Walker Valley competes in the Tennessee Secondary School Athletic Association (TSSAA). Its sports are:
- Baseball (State Tournament- 2012, 2023)
- Basketball (Boys State Tournament- 2009, 2016, 2025; Girls State Tournament- 2005, 2010)
- Bowling (Boys Runner Up 2014, 2021; Girls state champs 2005)
- Football (State Tournament- 2001, 2002, 2003, 2004, 2008, 2012, 2014, 2016, 2019, 2020, 2021, 2022, 2023, 2024)
- Girls' Flag Football (State Tournament- 2025)
- Golf
- Softball (State Tournaments- 2004 (Final 4), 2005 (Runner-Up), 2018 (Runner-Up), 2025 (State Champions)

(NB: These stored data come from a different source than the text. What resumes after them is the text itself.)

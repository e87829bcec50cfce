//! Suggest orchestration

use std::sync::Arc;
use std::time::{Duration, Instant};

use crate::cache::{suggest_key, CacheStatus, Cacheable, ResponseCache, Served};
use crate::models::{SuggestRequest, SuggestResponse};
use crate::search::{SearchError, SearchIndex, SearchResult};
use crate::suggest::candidates::collect_candidates;
use crate::suggest::query::build_suggest_body;
use crate::suggest::ranker::rank_suggestions;

/// Answers autocomplete requests. Never fails: an index failure with
/// nothing cached yields an empty list.
#[derive(Clone)]
pub struct SuggestService {
    index: Arc<dyn SearchIndex>,
    cache: ResponseCache,
    index_timeout: Duration,
    cache_ttl: Duration,
}

impl SuggestService {
    pub fn new(
        index: Arc<dyn SearchIndex>,
        cache: ResponseCache,
        index_timeout: Duration,
        cache_ttl: Duration,
    ) -> Self {
        Self {
            index,
            cache,
            index_timeout,
            cache_ttl,
        }
    }

    pub async fn suggest(&self, request: &SuggestRequest) -> Served<SuggestResponse> {
        if !request.is_searchable() {
            return Served::skip(SuggestResponse::empty());
        }

        let key = suggest_key(request);

        if !request.bypass_cache {
            if let Some(mut cached) = self.cache.read_fresh::<SuggestResponse>(&key).await {
                cached.mark_cached();
                tracing::info!(key = %key, prefix = %request.prefix, "suggest_cache_hit");
                return Served::hit(cached);
            }
        }

        match self.fetch(request).await {
            Ok((response, index_ms)) => {
                tracing::info!(
                    key = %key,
                    prefix = %request.prefix,
                    count = response.suggestions.len(),
                    index_ms = index_ms,
                    "suggest_ok"
                );
                if !request.bypass_cache {
                    self.cache
                        .write_detached(key, response.clone(), self.cache_ttl)
                        .await;
                }
                Served::miss(response, index_ms)
            }
            Err(e) => {
                if let Some(stale) = self
                    .cache
                    .serve_stale_on_error::<SuggestResponse>(&key, &e)
                    .await
                {
                    tracing::warn!(key = %key, prefix = %request.prefix, error = %e, "suggest_stale_serve");
                    return Served::stale(stale, e);
                }
                tracing::warn!(key = %key, prefix = %request.prefix, error = %e, "suggest_error");
                Served {
                    body: SuggestResponse::empty(),
                    cache: CacheStatus::Miss,
                    index_ms: None,
                }
            }
        }
    }

    async fn fetch(&self, request: &SuggestRequest) -> SearchResult<(SuggestResponse, u64)> {
        let body = build_suggest_body(request);

        let started = Instant::now();
        let raw = tokio::time::timeout(self.index_timeout, self.index.search(&body))
            .await
            .map_err(|_| SearchError::IndexTimeout(self.index_timeout.as_millis() as u64))??;
        let index_ms = started.elapsed().as_millis() as u64;

        let prefix = request.prefix_lower();
        let candidates = raw
            .hits
            .hits
            .iter()
            .filter_map(|hit| hit.source.as_ref())
            .flat_map(|source| collect_candidates(source, &prefix));

        Ok((SuggestResponse::new(rank_suggestions(candidates)), index_ms))
    }
}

- Soccer (State Tournament- 2024)
- Tennis
- Track and Field (Boys state champs 2011, 2021 Girls state champs 2005)
- Cross Country
- Wrestling (State champs 2013, 2016)

==Demographics==
During the 2024–25 school year, Walker Valley High School enrolled 1,450 students, 49% of whom were male and 51% of whom were female. The racial and ethnic makeup of the student body was 84.3% Non-Hispanic White, 7.7% Hispanic (of any race), 2.6% Black, 1% Asian, 4.2% Multiracial, and 0.2% Native American.